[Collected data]
•••

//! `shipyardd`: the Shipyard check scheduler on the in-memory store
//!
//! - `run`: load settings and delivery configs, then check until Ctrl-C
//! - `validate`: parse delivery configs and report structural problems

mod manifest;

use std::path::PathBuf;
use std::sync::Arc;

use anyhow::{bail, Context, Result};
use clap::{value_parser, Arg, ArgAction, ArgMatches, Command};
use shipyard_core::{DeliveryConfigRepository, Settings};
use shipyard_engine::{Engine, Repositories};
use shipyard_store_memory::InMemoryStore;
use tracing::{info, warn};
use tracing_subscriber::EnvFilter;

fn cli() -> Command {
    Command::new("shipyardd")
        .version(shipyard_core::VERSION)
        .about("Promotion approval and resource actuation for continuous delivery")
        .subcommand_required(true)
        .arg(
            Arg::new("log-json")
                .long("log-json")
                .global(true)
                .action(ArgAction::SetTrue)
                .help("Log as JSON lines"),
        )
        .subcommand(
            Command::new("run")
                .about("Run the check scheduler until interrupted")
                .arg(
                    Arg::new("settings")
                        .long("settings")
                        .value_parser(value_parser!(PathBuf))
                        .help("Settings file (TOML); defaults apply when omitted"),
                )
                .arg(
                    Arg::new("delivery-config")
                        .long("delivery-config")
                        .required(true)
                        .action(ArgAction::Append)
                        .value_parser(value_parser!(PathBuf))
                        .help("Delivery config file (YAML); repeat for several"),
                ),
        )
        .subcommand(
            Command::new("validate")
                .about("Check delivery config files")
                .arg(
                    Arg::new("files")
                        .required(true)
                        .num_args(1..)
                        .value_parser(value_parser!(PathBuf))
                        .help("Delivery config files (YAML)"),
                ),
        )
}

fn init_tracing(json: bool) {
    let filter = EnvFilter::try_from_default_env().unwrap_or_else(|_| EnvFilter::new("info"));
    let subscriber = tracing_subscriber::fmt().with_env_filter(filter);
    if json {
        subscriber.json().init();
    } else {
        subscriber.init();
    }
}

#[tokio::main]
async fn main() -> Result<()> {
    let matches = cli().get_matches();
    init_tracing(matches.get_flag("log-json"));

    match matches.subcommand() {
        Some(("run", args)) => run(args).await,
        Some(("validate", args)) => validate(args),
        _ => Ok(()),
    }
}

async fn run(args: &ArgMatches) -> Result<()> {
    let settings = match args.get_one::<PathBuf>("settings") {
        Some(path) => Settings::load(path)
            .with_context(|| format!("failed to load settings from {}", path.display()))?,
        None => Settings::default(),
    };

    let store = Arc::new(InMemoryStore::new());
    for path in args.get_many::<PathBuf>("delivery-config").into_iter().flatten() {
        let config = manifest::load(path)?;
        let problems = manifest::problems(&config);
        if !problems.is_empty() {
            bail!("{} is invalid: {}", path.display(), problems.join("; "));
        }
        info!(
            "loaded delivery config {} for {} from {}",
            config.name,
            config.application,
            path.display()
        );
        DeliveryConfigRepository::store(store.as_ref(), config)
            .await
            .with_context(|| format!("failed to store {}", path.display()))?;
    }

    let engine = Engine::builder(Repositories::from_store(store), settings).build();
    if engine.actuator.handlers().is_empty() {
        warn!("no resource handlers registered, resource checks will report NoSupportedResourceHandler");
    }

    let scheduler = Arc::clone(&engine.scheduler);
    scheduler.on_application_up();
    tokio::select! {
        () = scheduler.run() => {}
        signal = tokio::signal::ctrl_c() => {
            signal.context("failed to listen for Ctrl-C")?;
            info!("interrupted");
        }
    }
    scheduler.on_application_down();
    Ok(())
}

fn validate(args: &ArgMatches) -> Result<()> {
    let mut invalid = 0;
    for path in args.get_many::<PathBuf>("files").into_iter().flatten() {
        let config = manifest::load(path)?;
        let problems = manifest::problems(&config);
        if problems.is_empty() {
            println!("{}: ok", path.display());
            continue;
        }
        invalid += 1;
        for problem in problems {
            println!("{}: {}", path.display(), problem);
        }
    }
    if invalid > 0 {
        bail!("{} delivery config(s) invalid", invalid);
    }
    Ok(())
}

•••

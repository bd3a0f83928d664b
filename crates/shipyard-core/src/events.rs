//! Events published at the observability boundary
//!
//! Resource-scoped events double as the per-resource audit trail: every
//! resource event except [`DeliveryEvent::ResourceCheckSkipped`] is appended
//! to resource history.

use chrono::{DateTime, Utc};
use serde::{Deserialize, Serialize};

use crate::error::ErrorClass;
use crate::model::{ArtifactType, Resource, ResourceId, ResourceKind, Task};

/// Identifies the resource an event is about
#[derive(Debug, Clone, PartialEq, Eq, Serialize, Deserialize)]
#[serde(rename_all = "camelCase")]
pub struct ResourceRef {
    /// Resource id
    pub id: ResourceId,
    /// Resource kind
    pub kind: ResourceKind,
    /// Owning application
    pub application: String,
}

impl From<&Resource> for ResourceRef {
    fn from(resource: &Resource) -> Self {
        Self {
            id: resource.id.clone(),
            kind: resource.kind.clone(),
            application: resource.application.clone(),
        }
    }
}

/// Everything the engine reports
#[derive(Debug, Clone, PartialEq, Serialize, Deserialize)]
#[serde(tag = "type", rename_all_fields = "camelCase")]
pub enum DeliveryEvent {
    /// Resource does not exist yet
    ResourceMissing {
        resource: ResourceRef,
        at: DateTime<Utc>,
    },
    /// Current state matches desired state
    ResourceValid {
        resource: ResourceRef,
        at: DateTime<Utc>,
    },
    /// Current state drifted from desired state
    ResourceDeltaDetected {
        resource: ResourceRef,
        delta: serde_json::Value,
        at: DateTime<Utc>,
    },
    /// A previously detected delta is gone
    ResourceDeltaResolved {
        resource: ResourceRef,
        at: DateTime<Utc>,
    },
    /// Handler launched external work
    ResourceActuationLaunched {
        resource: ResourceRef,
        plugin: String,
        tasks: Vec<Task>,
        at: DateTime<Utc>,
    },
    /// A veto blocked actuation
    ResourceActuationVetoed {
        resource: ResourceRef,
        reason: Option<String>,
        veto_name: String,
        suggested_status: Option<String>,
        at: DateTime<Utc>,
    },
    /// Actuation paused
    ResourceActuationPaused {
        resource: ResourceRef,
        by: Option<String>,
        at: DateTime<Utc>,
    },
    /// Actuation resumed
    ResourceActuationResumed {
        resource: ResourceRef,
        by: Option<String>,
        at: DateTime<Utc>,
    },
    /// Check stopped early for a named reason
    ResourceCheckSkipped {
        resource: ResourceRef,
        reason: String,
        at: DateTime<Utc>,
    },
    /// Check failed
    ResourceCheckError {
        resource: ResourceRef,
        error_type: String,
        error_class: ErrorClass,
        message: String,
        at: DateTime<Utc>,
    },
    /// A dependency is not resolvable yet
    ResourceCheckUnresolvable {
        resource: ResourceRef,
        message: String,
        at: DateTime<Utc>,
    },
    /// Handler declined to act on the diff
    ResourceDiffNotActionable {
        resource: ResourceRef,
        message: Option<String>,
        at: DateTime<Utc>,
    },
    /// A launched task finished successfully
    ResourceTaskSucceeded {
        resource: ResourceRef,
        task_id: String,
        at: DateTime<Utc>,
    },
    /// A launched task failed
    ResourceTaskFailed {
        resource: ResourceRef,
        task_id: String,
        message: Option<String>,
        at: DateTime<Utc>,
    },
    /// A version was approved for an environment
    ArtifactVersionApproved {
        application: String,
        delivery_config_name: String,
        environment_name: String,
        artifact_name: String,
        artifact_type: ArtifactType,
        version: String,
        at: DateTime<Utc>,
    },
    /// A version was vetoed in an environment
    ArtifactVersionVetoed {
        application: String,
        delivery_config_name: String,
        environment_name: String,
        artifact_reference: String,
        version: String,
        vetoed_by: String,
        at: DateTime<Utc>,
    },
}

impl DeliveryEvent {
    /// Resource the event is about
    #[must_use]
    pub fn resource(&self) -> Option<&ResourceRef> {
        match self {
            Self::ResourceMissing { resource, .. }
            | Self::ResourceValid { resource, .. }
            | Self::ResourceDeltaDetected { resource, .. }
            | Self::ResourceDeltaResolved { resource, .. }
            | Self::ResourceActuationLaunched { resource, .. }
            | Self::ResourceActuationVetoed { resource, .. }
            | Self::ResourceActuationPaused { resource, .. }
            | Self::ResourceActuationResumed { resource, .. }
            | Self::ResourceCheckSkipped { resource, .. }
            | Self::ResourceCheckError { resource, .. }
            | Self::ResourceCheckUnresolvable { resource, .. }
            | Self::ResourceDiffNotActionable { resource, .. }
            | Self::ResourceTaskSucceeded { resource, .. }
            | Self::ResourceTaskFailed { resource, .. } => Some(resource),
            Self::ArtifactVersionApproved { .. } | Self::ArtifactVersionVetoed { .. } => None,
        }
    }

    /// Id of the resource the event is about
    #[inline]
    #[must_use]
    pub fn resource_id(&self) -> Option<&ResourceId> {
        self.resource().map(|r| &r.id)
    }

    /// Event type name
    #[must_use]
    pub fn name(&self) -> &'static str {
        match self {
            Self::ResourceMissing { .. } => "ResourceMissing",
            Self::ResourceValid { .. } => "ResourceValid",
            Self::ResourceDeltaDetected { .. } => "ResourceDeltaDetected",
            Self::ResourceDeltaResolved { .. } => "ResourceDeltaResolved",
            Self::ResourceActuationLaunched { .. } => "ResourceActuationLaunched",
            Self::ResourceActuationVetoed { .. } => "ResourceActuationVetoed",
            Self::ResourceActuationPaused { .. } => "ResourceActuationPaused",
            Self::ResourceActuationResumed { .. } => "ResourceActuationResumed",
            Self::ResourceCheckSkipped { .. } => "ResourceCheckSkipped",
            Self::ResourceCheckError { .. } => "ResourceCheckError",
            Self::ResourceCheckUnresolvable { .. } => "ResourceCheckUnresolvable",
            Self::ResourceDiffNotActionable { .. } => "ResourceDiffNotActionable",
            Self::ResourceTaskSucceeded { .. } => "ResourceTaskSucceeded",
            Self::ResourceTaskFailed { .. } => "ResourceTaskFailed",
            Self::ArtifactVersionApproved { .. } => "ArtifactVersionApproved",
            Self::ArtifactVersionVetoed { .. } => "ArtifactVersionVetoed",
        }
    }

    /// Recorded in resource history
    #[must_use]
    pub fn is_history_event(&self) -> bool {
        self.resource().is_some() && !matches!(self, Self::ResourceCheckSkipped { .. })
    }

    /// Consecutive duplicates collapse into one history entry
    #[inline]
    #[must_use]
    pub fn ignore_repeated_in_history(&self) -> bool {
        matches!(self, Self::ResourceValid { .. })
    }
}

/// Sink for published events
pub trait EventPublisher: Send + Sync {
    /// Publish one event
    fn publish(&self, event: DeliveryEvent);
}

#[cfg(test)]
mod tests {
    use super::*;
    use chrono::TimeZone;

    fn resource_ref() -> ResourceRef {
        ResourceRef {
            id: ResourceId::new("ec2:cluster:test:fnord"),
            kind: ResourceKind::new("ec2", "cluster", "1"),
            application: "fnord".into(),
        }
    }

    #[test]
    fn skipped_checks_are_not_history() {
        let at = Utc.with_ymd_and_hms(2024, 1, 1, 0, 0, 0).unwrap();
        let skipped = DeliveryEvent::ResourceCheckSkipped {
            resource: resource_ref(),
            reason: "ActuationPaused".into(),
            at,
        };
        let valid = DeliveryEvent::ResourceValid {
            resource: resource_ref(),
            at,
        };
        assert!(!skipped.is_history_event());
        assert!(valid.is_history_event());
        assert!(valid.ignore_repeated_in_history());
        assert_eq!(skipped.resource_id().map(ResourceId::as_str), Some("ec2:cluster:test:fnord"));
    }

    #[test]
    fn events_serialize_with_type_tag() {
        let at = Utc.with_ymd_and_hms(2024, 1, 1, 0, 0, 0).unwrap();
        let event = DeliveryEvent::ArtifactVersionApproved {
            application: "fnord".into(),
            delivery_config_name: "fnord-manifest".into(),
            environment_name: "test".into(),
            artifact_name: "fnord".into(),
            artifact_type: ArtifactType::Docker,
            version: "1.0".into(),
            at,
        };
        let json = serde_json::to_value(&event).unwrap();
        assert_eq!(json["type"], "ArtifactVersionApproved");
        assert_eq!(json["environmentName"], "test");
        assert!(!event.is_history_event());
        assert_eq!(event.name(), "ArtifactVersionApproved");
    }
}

•••

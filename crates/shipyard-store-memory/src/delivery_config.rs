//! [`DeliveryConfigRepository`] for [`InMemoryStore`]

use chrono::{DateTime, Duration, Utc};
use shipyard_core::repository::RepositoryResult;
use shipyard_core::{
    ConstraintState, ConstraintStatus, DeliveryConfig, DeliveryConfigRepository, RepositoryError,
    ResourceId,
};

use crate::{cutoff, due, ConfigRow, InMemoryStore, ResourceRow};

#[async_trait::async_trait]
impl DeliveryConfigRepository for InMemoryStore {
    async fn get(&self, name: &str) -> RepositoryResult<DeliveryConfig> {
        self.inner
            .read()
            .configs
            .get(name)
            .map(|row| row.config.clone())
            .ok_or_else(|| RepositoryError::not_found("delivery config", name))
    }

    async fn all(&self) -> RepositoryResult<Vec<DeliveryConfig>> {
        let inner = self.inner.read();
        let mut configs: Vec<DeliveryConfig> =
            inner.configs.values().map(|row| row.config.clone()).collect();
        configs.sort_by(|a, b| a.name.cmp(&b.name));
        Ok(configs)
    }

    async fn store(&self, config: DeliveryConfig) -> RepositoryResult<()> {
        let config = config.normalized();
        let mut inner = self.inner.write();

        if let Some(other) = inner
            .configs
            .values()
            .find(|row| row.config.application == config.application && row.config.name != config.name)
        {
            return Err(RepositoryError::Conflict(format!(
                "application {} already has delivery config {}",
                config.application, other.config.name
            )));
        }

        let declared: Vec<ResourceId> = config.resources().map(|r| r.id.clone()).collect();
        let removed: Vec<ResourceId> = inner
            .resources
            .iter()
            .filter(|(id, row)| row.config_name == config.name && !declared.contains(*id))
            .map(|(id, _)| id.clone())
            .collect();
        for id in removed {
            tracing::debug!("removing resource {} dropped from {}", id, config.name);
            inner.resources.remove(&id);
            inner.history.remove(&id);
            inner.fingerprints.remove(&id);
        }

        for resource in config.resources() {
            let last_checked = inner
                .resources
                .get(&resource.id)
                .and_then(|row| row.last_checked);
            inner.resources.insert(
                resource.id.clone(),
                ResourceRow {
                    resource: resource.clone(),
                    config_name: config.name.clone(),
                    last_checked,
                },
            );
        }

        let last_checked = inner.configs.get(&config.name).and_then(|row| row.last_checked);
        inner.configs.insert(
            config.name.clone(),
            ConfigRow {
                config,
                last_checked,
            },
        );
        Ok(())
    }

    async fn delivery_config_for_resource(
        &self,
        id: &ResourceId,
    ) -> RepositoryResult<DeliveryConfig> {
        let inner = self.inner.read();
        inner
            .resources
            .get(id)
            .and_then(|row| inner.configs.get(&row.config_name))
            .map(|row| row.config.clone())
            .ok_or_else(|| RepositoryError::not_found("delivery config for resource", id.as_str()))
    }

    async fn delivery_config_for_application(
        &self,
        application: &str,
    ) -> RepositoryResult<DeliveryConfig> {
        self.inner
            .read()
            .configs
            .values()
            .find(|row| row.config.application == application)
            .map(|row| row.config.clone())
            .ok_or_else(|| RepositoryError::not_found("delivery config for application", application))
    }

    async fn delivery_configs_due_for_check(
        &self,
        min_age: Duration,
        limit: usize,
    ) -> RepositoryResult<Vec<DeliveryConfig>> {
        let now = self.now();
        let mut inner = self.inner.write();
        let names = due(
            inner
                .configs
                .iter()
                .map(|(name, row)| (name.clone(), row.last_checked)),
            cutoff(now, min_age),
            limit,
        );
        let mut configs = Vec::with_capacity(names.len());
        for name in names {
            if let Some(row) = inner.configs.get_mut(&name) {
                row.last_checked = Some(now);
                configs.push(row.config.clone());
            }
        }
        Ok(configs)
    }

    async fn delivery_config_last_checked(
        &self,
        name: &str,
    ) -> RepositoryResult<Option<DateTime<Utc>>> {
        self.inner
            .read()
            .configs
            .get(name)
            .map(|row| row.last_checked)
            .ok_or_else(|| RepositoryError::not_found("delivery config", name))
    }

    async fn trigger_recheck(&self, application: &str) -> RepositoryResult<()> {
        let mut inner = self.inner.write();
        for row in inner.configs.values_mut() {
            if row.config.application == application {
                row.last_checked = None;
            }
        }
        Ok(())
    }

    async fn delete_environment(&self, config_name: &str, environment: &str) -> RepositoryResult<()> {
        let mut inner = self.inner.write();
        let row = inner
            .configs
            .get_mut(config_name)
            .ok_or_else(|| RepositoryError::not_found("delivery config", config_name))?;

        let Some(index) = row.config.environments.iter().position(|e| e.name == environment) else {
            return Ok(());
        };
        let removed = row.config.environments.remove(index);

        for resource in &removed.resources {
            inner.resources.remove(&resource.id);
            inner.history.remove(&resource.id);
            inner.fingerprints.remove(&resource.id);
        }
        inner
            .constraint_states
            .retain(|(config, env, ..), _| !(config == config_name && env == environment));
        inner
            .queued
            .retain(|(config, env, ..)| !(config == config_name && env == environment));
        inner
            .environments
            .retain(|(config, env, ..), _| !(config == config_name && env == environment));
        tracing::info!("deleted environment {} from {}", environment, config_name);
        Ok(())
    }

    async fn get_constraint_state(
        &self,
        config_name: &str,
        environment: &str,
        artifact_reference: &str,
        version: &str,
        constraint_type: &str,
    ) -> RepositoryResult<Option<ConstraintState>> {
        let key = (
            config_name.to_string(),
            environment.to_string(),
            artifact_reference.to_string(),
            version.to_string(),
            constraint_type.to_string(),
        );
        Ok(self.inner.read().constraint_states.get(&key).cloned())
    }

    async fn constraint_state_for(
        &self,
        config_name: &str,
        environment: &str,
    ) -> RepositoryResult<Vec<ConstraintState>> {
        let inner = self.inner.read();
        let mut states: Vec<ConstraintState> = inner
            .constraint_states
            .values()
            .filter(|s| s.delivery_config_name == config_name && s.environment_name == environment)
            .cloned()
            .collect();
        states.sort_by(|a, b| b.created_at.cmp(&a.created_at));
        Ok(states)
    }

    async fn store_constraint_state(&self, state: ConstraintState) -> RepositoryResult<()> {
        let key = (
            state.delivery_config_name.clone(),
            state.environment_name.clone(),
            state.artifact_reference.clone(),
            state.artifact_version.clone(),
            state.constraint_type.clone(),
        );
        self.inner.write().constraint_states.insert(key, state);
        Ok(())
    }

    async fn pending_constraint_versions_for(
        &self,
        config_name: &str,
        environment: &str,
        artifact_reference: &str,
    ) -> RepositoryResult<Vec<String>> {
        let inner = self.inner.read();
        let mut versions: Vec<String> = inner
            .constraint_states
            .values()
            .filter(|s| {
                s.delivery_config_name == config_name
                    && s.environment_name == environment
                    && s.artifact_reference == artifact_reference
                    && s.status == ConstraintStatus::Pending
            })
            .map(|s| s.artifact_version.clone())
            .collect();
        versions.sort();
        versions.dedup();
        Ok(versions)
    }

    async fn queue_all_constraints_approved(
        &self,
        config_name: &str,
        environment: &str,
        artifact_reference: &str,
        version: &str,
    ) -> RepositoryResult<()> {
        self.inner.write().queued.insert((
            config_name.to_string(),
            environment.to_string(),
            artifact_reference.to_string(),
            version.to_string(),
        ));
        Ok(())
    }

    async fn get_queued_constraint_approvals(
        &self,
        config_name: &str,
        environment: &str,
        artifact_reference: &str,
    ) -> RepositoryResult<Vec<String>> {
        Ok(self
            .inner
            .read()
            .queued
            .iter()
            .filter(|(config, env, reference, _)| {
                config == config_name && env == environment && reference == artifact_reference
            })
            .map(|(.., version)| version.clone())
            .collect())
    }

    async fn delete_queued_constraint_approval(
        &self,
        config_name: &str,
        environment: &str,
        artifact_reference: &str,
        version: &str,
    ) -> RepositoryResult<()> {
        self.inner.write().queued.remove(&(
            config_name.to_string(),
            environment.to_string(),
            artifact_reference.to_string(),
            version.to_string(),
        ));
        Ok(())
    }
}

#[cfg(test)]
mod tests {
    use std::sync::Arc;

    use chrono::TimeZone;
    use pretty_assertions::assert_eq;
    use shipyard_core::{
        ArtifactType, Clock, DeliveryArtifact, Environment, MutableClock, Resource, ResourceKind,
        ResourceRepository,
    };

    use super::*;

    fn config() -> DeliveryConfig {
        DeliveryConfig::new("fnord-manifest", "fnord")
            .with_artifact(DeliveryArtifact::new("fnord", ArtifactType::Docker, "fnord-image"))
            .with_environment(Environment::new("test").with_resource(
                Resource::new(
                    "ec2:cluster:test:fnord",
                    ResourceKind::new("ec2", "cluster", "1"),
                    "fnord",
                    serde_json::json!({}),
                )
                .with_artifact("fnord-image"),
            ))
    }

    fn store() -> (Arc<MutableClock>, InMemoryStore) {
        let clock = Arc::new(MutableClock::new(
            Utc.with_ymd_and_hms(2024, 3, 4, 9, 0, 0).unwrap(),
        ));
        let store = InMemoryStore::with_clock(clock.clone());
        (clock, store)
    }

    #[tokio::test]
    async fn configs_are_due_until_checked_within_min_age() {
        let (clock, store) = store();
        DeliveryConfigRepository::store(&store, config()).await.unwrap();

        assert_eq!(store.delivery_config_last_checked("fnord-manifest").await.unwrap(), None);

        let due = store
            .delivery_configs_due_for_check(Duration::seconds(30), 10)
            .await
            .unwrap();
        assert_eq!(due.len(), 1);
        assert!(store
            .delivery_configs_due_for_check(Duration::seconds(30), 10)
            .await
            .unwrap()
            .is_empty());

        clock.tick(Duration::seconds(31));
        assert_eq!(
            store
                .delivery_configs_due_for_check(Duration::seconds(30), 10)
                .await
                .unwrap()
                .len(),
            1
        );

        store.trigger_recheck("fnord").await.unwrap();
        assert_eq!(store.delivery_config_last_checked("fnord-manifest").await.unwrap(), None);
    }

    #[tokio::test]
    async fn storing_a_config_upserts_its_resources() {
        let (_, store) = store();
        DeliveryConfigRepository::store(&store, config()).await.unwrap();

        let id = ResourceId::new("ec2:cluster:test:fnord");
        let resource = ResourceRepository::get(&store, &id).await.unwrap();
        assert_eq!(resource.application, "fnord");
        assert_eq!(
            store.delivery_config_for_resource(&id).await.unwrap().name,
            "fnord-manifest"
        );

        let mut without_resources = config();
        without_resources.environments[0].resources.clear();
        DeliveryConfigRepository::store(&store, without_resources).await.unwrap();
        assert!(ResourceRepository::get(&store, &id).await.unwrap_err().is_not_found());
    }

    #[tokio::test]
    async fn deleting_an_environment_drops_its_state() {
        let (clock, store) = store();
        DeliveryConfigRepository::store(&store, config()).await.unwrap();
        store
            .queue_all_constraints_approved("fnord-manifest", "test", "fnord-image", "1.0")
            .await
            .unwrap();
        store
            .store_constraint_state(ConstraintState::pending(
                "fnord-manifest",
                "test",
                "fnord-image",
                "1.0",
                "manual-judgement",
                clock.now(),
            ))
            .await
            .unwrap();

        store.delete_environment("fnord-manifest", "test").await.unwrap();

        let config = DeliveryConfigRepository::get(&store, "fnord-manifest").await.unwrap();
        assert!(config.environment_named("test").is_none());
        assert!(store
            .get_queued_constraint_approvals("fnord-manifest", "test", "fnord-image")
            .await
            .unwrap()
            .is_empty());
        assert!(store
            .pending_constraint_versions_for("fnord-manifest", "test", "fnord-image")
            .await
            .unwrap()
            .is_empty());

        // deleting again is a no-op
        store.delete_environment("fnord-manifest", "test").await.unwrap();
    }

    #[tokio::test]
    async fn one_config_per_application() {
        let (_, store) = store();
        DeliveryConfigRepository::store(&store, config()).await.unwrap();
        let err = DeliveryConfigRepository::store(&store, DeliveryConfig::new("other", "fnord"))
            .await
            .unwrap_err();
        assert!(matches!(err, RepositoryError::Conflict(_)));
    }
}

•••

- [WORK TO BE COMPLETED]
For each line of the entries that holds the word "ResourceDeltaDetected", pull that line out.

- [RESPONSE AREA]
    ResourceDeltaDetected {
            | Self::ResourceDeltaDetected { resource, .. }
            Self::ResourceDeltaDetected { .. } => "ResourceDeltaDetected",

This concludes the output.